Saved data entries:
[Start of section]

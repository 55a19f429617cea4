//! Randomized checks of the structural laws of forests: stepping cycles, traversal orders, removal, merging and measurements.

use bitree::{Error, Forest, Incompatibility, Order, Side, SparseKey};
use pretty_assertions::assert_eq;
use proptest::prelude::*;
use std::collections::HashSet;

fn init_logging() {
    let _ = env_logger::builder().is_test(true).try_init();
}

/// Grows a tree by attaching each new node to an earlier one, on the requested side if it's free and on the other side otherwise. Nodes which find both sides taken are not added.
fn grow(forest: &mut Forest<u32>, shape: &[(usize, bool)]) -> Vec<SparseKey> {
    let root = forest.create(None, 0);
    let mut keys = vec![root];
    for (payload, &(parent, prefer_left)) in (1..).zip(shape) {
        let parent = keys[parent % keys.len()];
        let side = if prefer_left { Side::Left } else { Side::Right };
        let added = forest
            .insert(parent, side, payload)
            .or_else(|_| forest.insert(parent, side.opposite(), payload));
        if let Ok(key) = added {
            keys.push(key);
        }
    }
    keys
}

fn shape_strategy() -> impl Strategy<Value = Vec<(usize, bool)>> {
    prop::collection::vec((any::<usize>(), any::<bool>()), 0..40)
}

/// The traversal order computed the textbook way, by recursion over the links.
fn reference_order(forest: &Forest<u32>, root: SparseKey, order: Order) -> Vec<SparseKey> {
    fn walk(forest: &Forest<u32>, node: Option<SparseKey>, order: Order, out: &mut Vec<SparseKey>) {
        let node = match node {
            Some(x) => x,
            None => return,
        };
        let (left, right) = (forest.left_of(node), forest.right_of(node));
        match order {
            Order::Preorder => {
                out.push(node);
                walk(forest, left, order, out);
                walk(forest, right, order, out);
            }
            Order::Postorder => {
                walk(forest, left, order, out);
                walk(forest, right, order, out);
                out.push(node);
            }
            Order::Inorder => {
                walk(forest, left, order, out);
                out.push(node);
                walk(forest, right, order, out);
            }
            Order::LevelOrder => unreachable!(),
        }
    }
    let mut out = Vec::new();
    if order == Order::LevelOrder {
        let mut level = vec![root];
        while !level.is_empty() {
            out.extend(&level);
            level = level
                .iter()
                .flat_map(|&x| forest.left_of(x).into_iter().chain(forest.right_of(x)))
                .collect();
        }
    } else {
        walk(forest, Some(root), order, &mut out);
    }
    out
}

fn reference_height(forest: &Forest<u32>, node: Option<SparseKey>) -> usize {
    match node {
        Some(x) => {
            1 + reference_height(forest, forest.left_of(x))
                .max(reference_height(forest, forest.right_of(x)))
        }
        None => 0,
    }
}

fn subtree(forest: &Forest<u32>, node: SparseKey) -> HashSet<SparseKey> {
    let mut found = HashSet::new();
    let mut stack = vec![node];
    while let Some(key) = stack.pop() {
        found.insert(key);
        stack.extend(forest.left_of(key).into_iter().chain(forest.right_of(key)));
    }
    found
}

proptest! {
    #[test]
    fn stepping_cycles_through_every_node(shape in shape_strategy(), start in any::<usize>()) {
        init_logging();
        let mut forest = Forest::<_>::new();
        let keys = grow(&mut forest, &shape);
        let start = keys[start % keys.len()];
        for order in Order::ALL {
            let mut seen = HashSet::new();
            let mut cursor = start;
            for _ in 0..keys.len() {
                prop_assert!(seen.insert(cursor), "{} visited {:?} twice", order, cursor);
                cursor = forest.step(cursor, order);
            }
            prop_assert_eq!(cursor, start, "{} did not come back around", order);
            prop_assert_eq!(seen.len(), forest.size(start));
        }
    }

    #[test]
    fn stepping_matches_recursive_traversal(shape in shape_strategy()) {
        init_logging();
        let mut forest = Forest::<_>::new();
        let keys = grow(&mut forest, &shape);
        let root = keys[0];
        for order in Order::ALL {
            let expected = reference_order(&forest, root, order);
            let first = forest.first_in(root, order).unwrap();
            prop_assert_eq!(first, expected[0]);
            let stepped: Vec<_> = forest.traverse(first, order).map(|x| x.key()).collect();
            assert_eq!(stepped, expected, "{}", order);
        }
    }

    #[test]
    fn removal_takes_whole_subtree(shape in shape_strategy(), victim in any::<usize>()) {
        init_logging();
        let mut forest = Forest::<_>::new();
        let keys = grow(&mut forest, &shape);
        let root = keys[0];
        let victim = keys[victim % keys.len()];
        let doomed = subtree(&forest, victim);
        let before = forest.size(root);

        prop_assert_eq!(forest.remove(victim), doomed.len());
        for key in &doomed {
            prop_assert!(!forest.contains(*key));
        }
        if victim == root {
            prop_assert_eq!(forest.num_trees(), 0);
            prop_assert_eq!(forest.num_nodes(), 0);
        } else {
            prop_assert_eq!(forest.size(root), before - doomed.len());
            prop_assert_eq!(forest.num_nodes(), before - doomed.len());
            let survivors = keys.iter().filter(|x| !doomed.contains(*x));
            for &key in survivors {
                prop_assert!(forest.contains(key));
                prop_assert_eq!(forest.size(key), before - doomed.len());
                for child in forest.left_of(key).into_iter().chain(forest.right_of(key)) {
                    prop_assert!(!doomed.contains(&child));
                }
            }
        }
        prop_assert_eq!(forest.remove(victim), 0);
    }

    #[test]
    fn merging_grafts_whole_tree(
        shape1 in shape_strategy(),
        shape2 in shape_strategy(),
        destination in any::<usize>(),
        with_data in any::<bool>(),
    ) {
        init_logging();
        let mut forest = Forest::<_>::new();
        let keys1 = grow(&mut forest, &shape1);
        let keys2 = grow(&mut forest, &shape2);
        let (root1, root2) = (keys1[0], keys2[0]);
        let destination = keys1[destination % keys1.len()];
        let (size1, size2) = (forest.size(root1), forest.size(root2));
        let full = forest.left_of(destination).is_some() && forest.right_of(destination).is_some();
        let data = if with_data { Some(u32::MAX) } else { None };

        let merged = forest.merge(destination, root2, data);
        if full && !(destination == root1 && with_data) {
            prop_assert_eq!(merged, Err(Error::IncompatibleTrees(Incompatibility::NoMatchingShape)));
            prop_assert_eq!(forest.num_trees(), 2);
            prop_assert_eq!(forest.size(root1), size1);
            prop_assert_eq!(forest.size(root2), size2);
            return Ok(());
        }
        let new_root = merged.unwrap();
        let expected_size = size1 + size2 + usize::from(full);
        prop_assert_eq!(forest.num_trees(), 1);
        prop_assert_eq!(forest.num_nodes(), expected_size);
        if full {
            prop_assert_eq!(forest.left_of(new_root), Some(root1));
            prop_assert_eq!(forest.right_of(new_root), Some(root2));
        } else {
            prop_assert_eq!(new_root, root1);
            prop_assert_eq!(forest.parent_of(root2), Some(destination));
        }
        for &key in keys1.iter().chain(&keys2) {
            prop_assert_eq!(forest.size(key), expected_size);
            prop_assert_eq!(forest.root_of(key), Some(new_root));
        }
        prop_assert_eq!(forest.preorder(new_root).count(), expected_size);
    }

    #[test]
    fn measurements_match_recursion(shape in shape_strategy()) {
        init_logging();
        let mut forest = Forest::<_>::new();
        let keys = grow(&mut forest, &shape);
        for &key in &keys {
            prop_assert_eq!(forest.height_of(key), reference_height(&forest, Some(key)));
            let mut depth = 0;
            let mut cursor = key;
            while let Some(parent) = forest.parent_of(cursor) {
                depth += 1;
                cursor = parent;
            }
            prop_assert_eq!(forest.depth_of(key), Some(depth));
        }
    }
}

[End of section]
[Start of section]

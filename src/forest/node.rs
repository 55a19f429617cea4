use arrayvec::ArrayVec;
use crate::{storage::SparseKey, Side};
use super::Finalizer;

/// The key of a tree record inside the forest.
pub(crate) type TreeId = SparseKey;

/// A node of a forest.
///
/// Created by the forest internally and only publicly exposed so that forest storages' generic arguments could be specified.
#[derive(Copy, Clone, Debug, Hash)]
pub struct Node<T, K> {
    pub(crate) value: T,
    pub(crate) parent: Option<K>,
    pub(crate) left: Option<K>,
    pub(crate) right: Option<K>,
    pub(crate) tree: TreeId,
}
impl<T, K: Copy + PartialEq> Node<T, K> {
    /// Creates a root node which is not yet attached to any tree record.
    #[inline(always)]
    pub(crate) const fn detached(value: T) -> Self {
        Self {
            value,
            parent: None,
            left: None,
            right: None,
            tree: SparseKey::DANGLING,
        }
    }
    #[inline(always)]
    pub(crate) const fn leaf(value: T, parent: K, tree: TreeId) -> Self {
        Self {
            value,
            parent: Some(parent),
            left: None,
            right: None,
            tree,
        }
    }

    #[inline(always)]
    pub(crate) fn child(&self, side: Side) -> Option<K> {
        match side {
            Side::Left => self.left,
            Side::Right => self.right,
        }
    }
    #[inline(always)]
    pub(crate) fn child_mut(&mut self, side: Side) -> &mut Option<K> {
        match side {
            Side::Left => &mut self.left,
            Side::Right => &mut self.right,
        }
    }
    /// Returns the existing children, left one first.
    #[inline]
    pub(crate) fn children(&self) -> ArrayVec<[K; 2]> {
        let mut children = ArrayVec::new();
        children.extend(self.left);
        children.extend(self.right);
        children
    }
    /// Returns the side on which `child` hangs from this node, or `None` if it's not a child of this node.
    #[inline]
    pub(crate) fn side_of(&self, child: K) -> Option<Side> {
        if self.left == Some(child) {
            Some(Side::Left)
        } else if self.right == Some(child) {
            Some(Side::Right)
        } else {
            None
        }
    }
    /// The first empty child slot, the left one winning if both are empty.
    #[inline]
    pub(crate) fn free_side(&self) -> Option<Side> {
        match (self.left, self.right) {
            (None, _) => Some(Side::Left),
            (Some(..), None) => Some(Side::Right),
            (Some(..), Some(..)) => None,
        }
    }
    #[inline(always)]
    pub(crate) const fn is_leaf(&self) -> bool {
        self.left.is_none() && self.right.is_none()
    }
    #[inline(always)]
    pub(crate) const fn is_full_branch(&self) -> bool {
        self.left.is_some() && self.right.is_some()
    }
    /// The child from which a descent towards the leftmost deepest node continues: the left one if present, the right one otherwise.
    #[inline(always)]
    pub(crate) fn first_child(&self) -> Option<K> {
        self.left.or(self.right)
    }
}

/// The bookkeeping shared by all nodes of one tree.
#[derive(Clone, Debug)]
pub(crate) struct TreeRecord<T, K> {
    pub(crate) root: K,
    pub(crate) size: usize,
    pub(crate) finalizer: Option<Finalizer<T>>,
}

[End of section]

Required work: For each line of the entries that holds the word "depth", pull that line out.

Solution to the problem:
            let mut depth = 0;
                depth += 1;
            prop_assert_eq!(forest.depth_of(key), Some(depth));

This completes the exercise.